FDA Appropriations Bills Demand Harsh Vape Enforcement

Federal legislators who control FDA funding are demanding stricter enforcement against vaping products that have not been granted marketing authorization by the agency. If the FDA doesn’t deliver on the congressional demands, legislators have proposed penalties for the agency.

In the last week, both the Democratic-led Senate and the Republican-led House Appropriations committees passed Fiscal Year 2025 spending bills that would punish the FDA if the agency doesn't pursue tougher enforcement policies, especially against flavored vape products and popular disposable vapes. 

Bipartisan hate for vapes that consumers like
The congressional attack on disposables and other independent vaping products is bipartisan, with Democratic Senate members adopting the language of tobacco control activists in their legislation, and Republicans in the House copy/pasting wording found in tobacco industry-sponsored PMTA registry bills that were introduced in many state legislatures this year.

The marriage of tobacco industry interests and anti-tobacco zealotry isn’t especially unusual. After all, the 2009 Tobacco Control Act itself—which gave the FDA regulatory authority over tobacco and created the FDA Center for Tobacco Products (CTP)—was written and passed with the participation, cooperation and support of both the Campaign for Tobacco-Free Kids and Marlboro manufacturer Philip Morris (now called Altria Group).

So far, every vaping product included on the FDA’s tiny list of authorized products comes from companies owned by tobacco conglomerates Altria Group, Japan Tobacco, and R.J. Reynolds. That certainly won’t change if congressional appropriators from both parties have their way.

Democrats: ban the vapes, save the kids
The Democratic-controlled Senate Appropriations Committee, chaired by longtime vaping opponent Patty Murray (D-WA), has produced an appropriations bill that threatens to withhold some FDA funding next year unless the agency updates its 2020 enforcement priority guidance to include disposable vapes as a prime enforcement target, and issues a proposed rule requiring foreign manufacturers to register with the CTP.

Senate appropriators also want regular import alerts “to help address the importation of tobacco products that appear to be in violation of applicable laws,” and demand the agency submit quarterly reports detailing the number of pending premarket tobacco applications (PMTAs) and when they were received.

If the FDA doesn’t meet the demands laid out in the bill, the agency would be denied about $25 million in funding budgeted for salaries and expenses.

The Senate bill also includes an additional $2 million for the recently announced multi-agency task force led by the FDA and Justice Department, designed to enforce FDA restrictions on vaping products. The report accompanying the bill urges the FDA to deny PMTAs “for all products, especially flavored products, that have increased or are likely to increase initiation by youth or non-tobacco users.”

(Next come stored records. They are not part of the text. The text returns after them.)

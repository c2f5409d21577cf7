//! Configuration management for the sign-up form validator.
//!
//! Handles:
//! - Command-line argument parsing
//! - The optional TOML config file (conflict policy, session timing)
//! - Precedence: command line over config file over defaults

use anyhow::{Context, Result};
use clap::{Parser, Subcommand};
use serde::Deserialize;
use std::fs;
use std::path::{Path, PathBuf};
use std::time::Duration;

use crate::conflict::{ConflictPolicy, PolicyCheck};
use crate::validation::ValidationEngine;

/// Command-line arguments for the sign-up form validator
#[derive(Debug, Parser)]
#[command(name = "signup-form")]
#[command(about = "Incremental validation engine for a sign-up form")]
#[command(version)]
pub struct Args {
    #[command(subcommand)]
    pub command: Option<Command>,

    /// Config file to load instead of the per-user default
    #[arg(long, global = true, help = "Path to a TOML config file")]
    pub config: Option<PathBuf>,

    /// Conflict policy applied after all field rules pass
    #[arg(long, global = true, help = "Conflict policy (always, never, registry)")]
    pub conflict_policy: Option<ConflictPolicy>,

    /// Artificial delay before a submission result is reported
    #[arg(long, global = true, help = "Delay in milliseconds before submit results")]
    pub submit_delay_ms: Option<u64>,

    /// Log level, overridden by RUST_LOG when set
    #[arg(
        long,
        global = true,
        default_value = "info",
        help = "Log level (trace, debug, info, warn, error)"
    )]
    pub log_level: String,
}

#[derive(Debug, Clone, PartialEq, Eq, Subcommand)]
pub enum Command {
    /// Read line-delimited JSON events on stdin and answer on stdout
    Session,
    /// Validate one set of values and print the result as JSON
    Check {
        #[arg(long, default_value = "")]
        email: String,
        #[arg(long, default_value = "")]
        password: String,
        #[arg(long, default_value = "")]
        confirm_password: String,
        /// Validate only this field (email, password, confirmPassword)
        #[arg(long)]
        field: Option<String>,
    },
}

/// On-disk config file layout
#[derive(Debug, Clone, Default, PartialEq, Eq, Deserialize)]
#[serde(default, deny_unknown_fields)]
pub struct ConfigFile {
    pub conflict: ConflictSection,
    pub session: SessionSection,
}

#[derive(Debug, Clone, Default, PartialEq, Eq, Deserialize)]
#[serde(default, deny_unknown_fields)]
pub struct ConflictSection {
    pub policy: ConflictPolicy,
    pub registered: Vec<String>,
}

#[derive(Debug, Clone, Default, PartialEq, Eq, Deserialize)]
#[serde(default, deny_unknown_fields)]
pub struct SessionSection {
    pub submit_delay_ms: u64,
}

impl ConfigFile {
    pub fn parse(content: &str) -> Result<Self> {
        toml::from_str(content).context("Invalid config file")
    }

    pub fn load(path: &Path) -> Result<Self> {
        let content = fs::read_to_string(path)
            .with_context(|| format!("Failed to read config file {}", path.display()))?;
        Self::parse(&content).with_context(|| format!("Failed to load {}", path.display()))
    }
}

/// Combined configuration from all sources
#[derive(Debug, Clone)]
pub struct Config {
    /// What the binary should do
    pub command: Command,
    /// Config file that was actually read, if any
    pub config_path: Option<PathBuf>,
    pub conflict_policy: ConflictPolicy,
    /// Addresses treated as taken by the registry policy
    pub registered_emails: Vec<String>,
    pub submit_delay: Duration,
    pub log_level: String,
}

impl Config {
    /// Create configuration from command-line arguments
    pub fn from_args_and_env() -> Result<Self> {
        Self::from_args(Args::parse())
    }

    /// Create configuration from explicit arguments (useful for testing)
    pub fn from_args(args: Args) -> Result<Self> {
        // An explicit path must exist; the default one is optional
        let (file, config_path) = match args.config {
            Some(path) => (ConfigFile::load(&path)?, Some(path)),
            None => match default_config_path().filter(|path| path.is_file()) {
                Some(path) => (ConfigFile::load(&path)?, Some(path)),
                None => (ConfigFile::default(), None),
            },
        };

        if let Some(path) = &config_path {
            log::info!("Loaded config from {}", path.display());
        }

        let conflict_policy = args.conflict_policy.unwrap_or(file.conflict.policy);
        if conflict_policy == ConflictPolicy::Registry && file.conflict.registered.is_empty() {
            log::warn!("Registry conflict policy selected with no registered emails");
        }

        Ok(Config {
            command: args.command.unwrap_or(Command::Session),
            config_path,
            conflict_policy,
            registered_emails: file.conflict.registered,
            submit_delay: Duration::from_millis(
                args.submit_delay_ms.unwrap_or(file.session.submit_delay_ms),
            ),
            log_level: args.log_level,
        })
    }

    /// Conflict check selected by the effective policy
    pub fn conflict_check(&self) -> PolicyCheck {
        PolicyCheck::from_policy(self.conflict_policy, &self.registered_emails)
    }

    /// Engine wired with the configured conflict check
    pub fn engine(&self) -> ValidationEngine<PolicyCheck> {
        ValidationEngine::with_conflict_check(self.conflict_check())
    }
}

/// Per-user config location, e.g. `~/.config/signup-form/config.toml`
pub fn default_config_path() -> Option<PathBuf> {
    dirs::config_dir().map(|dir| dir.join("signup-form").join("config.toml"))
}
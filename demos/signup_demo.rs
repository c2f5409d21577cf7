use signup_form_validator::{FieldName, FormState, NeverTaken, ValidationEngine};

fn show(form: &FormState, label: &str) {
    println!("\n{}", label);
    for field in FieldName::ALL {
        println!(
            "  {:<16} {:?} {:?}",
            field.as_str(),
            form.status(field),
            form.visible_errors(field)
        );
    }
    if let Some(outcome) = form.outcome() {
        println!("  outcome: {:?}", outcome);
    }
}

fn main() {
    println!("=== Sign-up Form Demo ===");

    let engine = ValidationEngine::new();
    let mut form = FormState::new();

    form.edit(FieldName::Email, "jane");
    show(&form, "Typing an email (not yet blurred):");

    form.blur(FieldName::Email);
    show(&form, "After leaving the email field:");

    form.edit(FieldName::Email, "jane@example.com");
    form.edit(FieldName::Password, "secret");
    form.blur(FieldName::Password);
    show(&form, "Weak password:");

    form.edit(FieldName::Password, "Secret123");
    form.edit(FieldName::ConfirmPassword, "Secret12");
    form.blur(FieldName::ConfirmPassword);
    show(&form, "Mismatched confirmation:");

    form.edit(FieldName::ConfirmPassword, "Secret123");
    form.submit(&engine);
    show(&form, "Submitted (every address counts as registered):");

    form.submit(&ValidationEngine::with_conflict_check(NeverTaken));
    show(&form, "Submitted against an empty user base:");
    println!("  success panel: {}", form.show_success());
}
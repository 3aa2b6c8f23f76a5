//! Propagation of a TRUE verdict without further oracle calls.
//!
//! Let `M` be a maximum matching of `G` that leaves `s` uncovered. Every neighbor `u`
//! of `s` is covered by `M` (otherwise `M + su` would be larger), and swapping `u`'s
//! matched edge for `su` yields another maximum matching that leaves `M(u)` uncovered.
//! Rotation applies this once or twice; discovery follows whole alternating paths
//! between two maximum matchings.

use std::collections::BTreeSet;

use crate::graph::{DivisorGraph, Vertex};
use crate::oracle::Matching;

/// How far a rotation follows matched edges.
#[derive(Clone, Copy, Debug, PartialEq, Eq)]
pub enum Hops {
    /// Partners of the uncovered vertex's neighbors.
    One,
    /// Additionally, partners of the neighbors of every vertex found by the first hop.
    Two,
}

/// Per-step propagation rule applied after a candidate tests TRUE.
#[derive(Clone, Debug)]
pub enum Propagation {
    /// Every candidate is tested on its own.
    None,
    /// Rotate along matched edges next to the candidate.
    Rotation(Hops),
    /// Walk alternating paths from the outer vertices of a baseline maximum matching.
    Discovery {
        /// Maximum matching of the full graph for this step.
        old: Matching,
        /// Vertices left uncovered by `old`, ascending.
        outer: Vec<Vertex>,
    },
}

impl Propagation {
    /// Builds the discovery rule from a maximum matching of the full `G(n)`.
    pub fn discovery(old: Matching, order: usize) -> Self {
        let outer = old.unmatched(order).collect();
        Propagation::Discovery { old, outer }
    }

    /// Returns `true` if this rule can resolve candidates beyond the one tested.
    #[inline]
    pub fn propagates(&self) -> bool {
        !matches!(self, Propagation::None)
    }

    /// Vertices proven TRUE by a maximum matching `found` that leaves some TRUE vertex
    /// uncovered.
    ///
    /// `graph` is the snapshot `found` was computed on and `released` are the neighbors
    /// the uncovered vertex had in the full graph. The result may include vertices that
    /// are already classified.
    pub fn resolve(
        &self,
        graph: &DivisorGraph,
        released: &[Vertex],
        found: &Matching,
    ) -> BTreeSet<Vertex> {
        match self {
            Propagation::None => BTreeSet::new(),
            Propagation::Rotation(hops) => rotate(graph, released, found, *hops),
            Propagation::Discovery { old, outer } => discover(old, outer, found, graph.order()),
        }
    }
}

/// One- or two-hop rotation around an uncovered vertex.
pub fn rotate(
    graph: &DivisorGraph,
    released: &[Vertex],
    found: &Matching,
    hops: Hops,
) -> BTreeSet<Vertex> {
    let first: BTreeSet<Vertex> = released.iter().filter_map(|&u| found.mate(u)).collect();
    if hops == Hops::One {
        return first;
    }

    let mut out = first.clone();
    for &w in &first {
        for &l in graph.neighbors(w) {
            if let Some(x) = found.mate(l) {
                out.insert(x);
            }
        }
    }
    out
}

/// Alternating-path discovery between the step's baseline matching `old` and `found`.
///
/// From each outer vertex `u`, repeatedly step to `found`'s partner and then to `old`'s
/// partner; every vertex reached by an `old` step is uncovered by some maximum matching.
pub fn discover(
    old: &Matching,
    outer: &[Vertex],
    found: &Matching,
    order: usize,
) -> BTreeSet<Vertex> {
    let mut out = BTreeSet::new();
    for &u in outer {
        let mut x = u;
        // An alternating path visits each vertex at most once.
        for _ in 0..=order {
            let Some(y) = found.mate(x) else { break };
            let Some(z) = old.mate(y) else { break };
            out.insert(z);
            x = z;
        }
    }
    out
}

// ============================================================================
// Tests
// ============================================================================

#[cfg(test)]
mod tests {
    use super::*;
    use crate::oracle::tests::brute_weight;

    /// Every vertex in `marks` must be uncovered by some maximum matching of `graph`.
    fn assert_all_inessential(graph: &mut DivisorGraph, marks: &BTreeSet<Vertex>) {
        let full = brute_weight(graph);
        for &v in marks {
            let d = graph.detach(v);
            assert_eq!(brute_weight(graph), full, "vertex {v} is essential");
            graph.reattach(d);
        }
    }

    #[test]
    fn one_hop_marks_partners_of_released_neighbors() {
        // Path 1-2-3-4-5 with s = 5 removed: M = {1-2, 3-4}; s's neighbor 4 -> partner 3.
        let mut g = DivisorGraph::from_edges(5, &[(1, 2), (2, 3), (3, 4), (4, 5)]);
        let d = g.detach(5);
        let m = Matching::from_edges(5, [(1, 2), (3, 4)]);
        let marks = rotate(&g, d.neighbors(), &m, Hops::One);
        assert_eq!(marks, BTreeSet::from([3]));
        g.reattach(d);
        assert_all_inessential(&mut g, &marks);
    }

    #[test]
    fn two_hops_reach_further() {
        let mut g = DivisorGraph::from_edges(5, &[(1, 2), (2, 3), (3, 4), (4, 5)]);
        let d = g.detach(5);
        let m = Matching::from_edges(5, [(1, 2), (3, 4)]);
        let marks = rotate(&g, d.neighbors(), &m, Hops::Two);
        // 3's neighbors are 2 and 4; their partners are 1 and 3.
        assert_eq!(marks, BTreeSet::from([1, 3]));
        g.reattach(d);
        assert_all_inessential(&mut g, &marks);
    }

    #[test]
    fn discovery_follows_alternating_path() {
        // Path 1-2-3-4-5: old = {2-3, 4-5} leaves 1 outer; found = {1-2, 3-4} leaves 5.
        let mut g = DivisorGraph::from_edges(5, &[(1, 2), (2, 3), (3, 4), (4, 5)]);
        let old = Matching::from_edges(5, [(2, 3), (4, 5)]);
        let found = Matching::from_edges(5, [(1, 2), (3, 4)]);
        let Propagation::Discovery { old, outer } = Propagation::discovery(old, 5) else {
            unreachable!()
        };
        assert_eq!(outer, vec![1]);
        let marks = discover(&old, &outer, &found, 5);
        assert_eq!(marks, BTreeSet::from([3, 5]));
        assert_all_inessential(&mut g, &marks);
    }

    #[test]
    fn rotation_on_divisor_graphs_only_marks_inessential_vertices() {
        let oracle = crate::oracle::EdmondsOracle;
        for n in 4..=13 {
            let mut g = DivisorGraph::with_size(n);
            let full = brute_weight(&g);
            for s in 2..=n {
                let d = g.detach(s);
                let m = crate::oracle::query(&oracle, &g, n).unwrap();
                if m.weight() == full {
                    let marks = rotate(&g, d.neighbors(), &m, Hops::Two);
                    g.reattach(d);
                    assert_all_inessential(&mut g, &marks);
                } else {
                    g.reattach(d);
                }
            }
        }
    }

    #[test]
    fn none_resolves_nothing() {
        let g = DivisorGraph::with_size(6);
        let m = Matching::from_edges(6, [(1, 5), (2, 4), (3, 6)]);
        assert!(Propagation::None.resolve(&g, &[1, 2], &m).is_empty());
        assert!(!Propagation::None.propagates());
    }
}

The bill that passed the committee is not the final version the whole Senate will eventually vote on. The FDA enforcement demands could be amended or stripped from the bill during later budget negotiations, or when the Senate and House bills are reconciled.

Republicans: ban the vapes, save the tobacco industry
The FDA budget bill passed by the House Appropriations Committee, which is controlled by Republicans and chaired by Tom Cole (R-OK), checks most of the boxes the tobacco industry likely sought when lobbying the committee. The result is much the same as the Senate committee's bill, although the carrots and sticks used to influence the FDA are different.

The House committee’s bill would prevent the FDA from carrying out its stated plans to ban menthol cigarettes and flavored cigars, or limit the allowable level of nicotine in cigarettes, until the agency updates the 2020 enforcement guidance, requires foreign manufacturers to register with the CTP, issues import alerts, and delivers a quarterly report to both appropriations committees “on the progress the Center for Tobacco Products is making in removing all non-compliant nicotine products from the market.”

The House also wants the agency to create a list of products authorized for U.S. sale (or subject to safe harbor because of court orders or other circumstances), and “Publicly disclose the authorized list to manufacturers, wholesalers, and retailers, with instructions to cease the distribution, sale, and/or marketing of any deemed product not on the list.”

That wording could have been lifted directly from any number of PMTA registry bills written by Altria and lobbied for in state legislatures this year. 

Both bills would protect the legacy tobacco industry, although no member from either committee would probably admit it. Both bills would make it harder for people who currently smoke to find attractive and effective nicotine alternatives. Neither bill would stop youth vaping.